And a more powerful handful of short films you’d have a hard time finding.

(The fifth nominated film, “God is Bigger Than Elvis,” about Elvis Presley co-star Dolores Hart and her decision to become a Benedictine nun, is not being made available for commercial presentation as part of the Oscar shorts package.)

Some of these titles are hard to watch. All are important.

James Armstrong...the Barber of Birmingham

“THE BARBER OF BIRMINGHAM: FOOT SOLDIER OF THE CIVIL RIGHTS MOVEMENT” My rating: B+

18 minutes

Robin Fryday and Gail Dolgin’s film centers on 85-year-old James Armstrong, a barber in Birmingham, Alabama, who marched for civil rights with Martin Luther King Jr. and now watches the election of America’s first black president.

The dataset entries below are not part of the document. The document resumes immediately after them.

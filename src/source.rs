//! # Item Sources
//!
//! The sequential producer contract consumed by reader nodes, an in-memory
//! implementation, and the transient-read retry policy applied to every source read.
//!
//! Sources are driven by exactly one pump at a time; implementations never see
//! concurrent calls.

use std::collections::VecDeque;

use async_trait::async_trait;
use tracing::{error, warn};

use crate::context::ExecutionContext;
use crate::error::{BatchError, BatchResult};
use crate::reader::metrics::ReaderMetrics;

/// Openable, closeable, sequential producer of items
#[async_trait]
pub trait ItemSource<T>: Send {
    /// Prepare the source for reading
    async fn open(&mut self, context: &ExecutionContext) -> BatchResult<()>;

    /// Next item, or `None` at end-of-stream
    async fn read(&mut self) -> BatchResult<Option<T>>;

    /// Release resources held by the source
    async fn close(&mut self) -> BatchResult<()>;
}

#[async_trait]
impl<T, S> ItemSource<T> for Box<S>
where
    S: ItemSource<T> + ?Sized,
{
    async fn open(&mut self, context: &ExecutionContext) -> BatchResult<()> {
        (**self).open(context).await
    }

    async fn read(&mut self) -> BatchResult<Option<T>> {
        (**self).read().await
    }

    async fn close(&mut self) -> BatchResult<()> {
        (**self).close().await
    }
}

/// In-memory source yielding the items of a collection in order
#[derive(Debug)]
pub struct IterSource<T> {
    pending: Option<Vec<T>>,
    queue: VecDeque<T>,
    opened: bool,
}

impl<T> IterSource<T> {
    pub fn new(items: impl IntoIterator<Item = T>) -> Self {
        Self {
            pending: Some(items.into_iter().collect()),
            queue: VecDeque::new(),
            opened: false,
        }
    }

    /// Items not yet read
    pub fn remaining(&self) -> usize {
        self.queue.len() + self.pending.as_ref().map_or(0, Vec::len)
    }
}

#[async_trait]
impl<T: Send> ItemSource<T> for IterSource<T> {
    async fn open(&mut self, _context: &ExecutionContext) -> BatchResult<()> {
        if let Some(items) = self.pending.take() {
            self.queue.extend(items);
        }
        self.opened = true;
        Ok(())
    }

    async fn read(&mut self) -> BatchResult<Option<T>> {
        if !self.opened {
            return Err(BatchError::InvalidState(
                "in-memory source read before open".to_string(),
            ));
        }
        Ok(self.queue.pop_front())
    }

    async fn close(&mut self) -> BatchResult<()> {
        self.opened = false;
        self.queue.clear();
        Ok(())
    }
}

/// Read one item, re-issuing the read up to `retry_limit` times on failure.
///
/// Each retry is a fresh `read` call on the same source; the source is never
/// reopened. The last failure is returned as a fatal `SourceRead` error.
pub async fn read_with_retry<T, S>(
    source: &mut S,
    retry_limit: u32,
    node: &str,
    metrics: &ReaderMetrics,
) -> BatchResult<Option<T>>
where
    S: ItemSource<T> + ?Sized,
{
    let mut attempts: u32 = 0;
    loop {
        attempts += 1;
        match source.read().await {
            Ok(item) => {
                if item.is_some() {
                    metrics.record_item_read();
                }
                return Ok(item);
            }
            Err(err) if attempts <= retry_limit => {
                metrics.record_read_retry();
                warn!(
                    node = %node,
                    attempt = attempts,
                    retry_limit = retry_limit,
                    error = %err,
                    "Failed to read item from source, reading next record"
                );
            }
            Err(err) => {
                error!(
                    node = %node,
                    attempts = attempts,
                    error = %err,
                    "Source read failed after retries"
                );
                let message = match err {
                    BatchError::SourceRead { message, .. } => message,
                    other => other.to_string(),
                };
                return Err(BatchError::SourceRead { attempts, message });
            }
        }
    }
}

He’s a lovely old fellow. His barber shop’s walls are covered with old news clippings about the Civil Rights movement and a sign advises patrons: “If you don’t vote, don’t talk politics in here.”

Armstrong is a churchgoer who says with pride that “I’ve been in jail six times…in this city.” He drives a car literally held together with duct tape.

“Barber of Birgmingham” cuts between archival footage from the ‘60s, interviews with veteran marchers (now in their 80s), and shots of political activity as the 2008 presidential election heats up.

The film isn’t particularly well organized — Fryday and Dolgin seem content to throw stuff against the wall and see what sticks — but still it contains moments of breathtaking power.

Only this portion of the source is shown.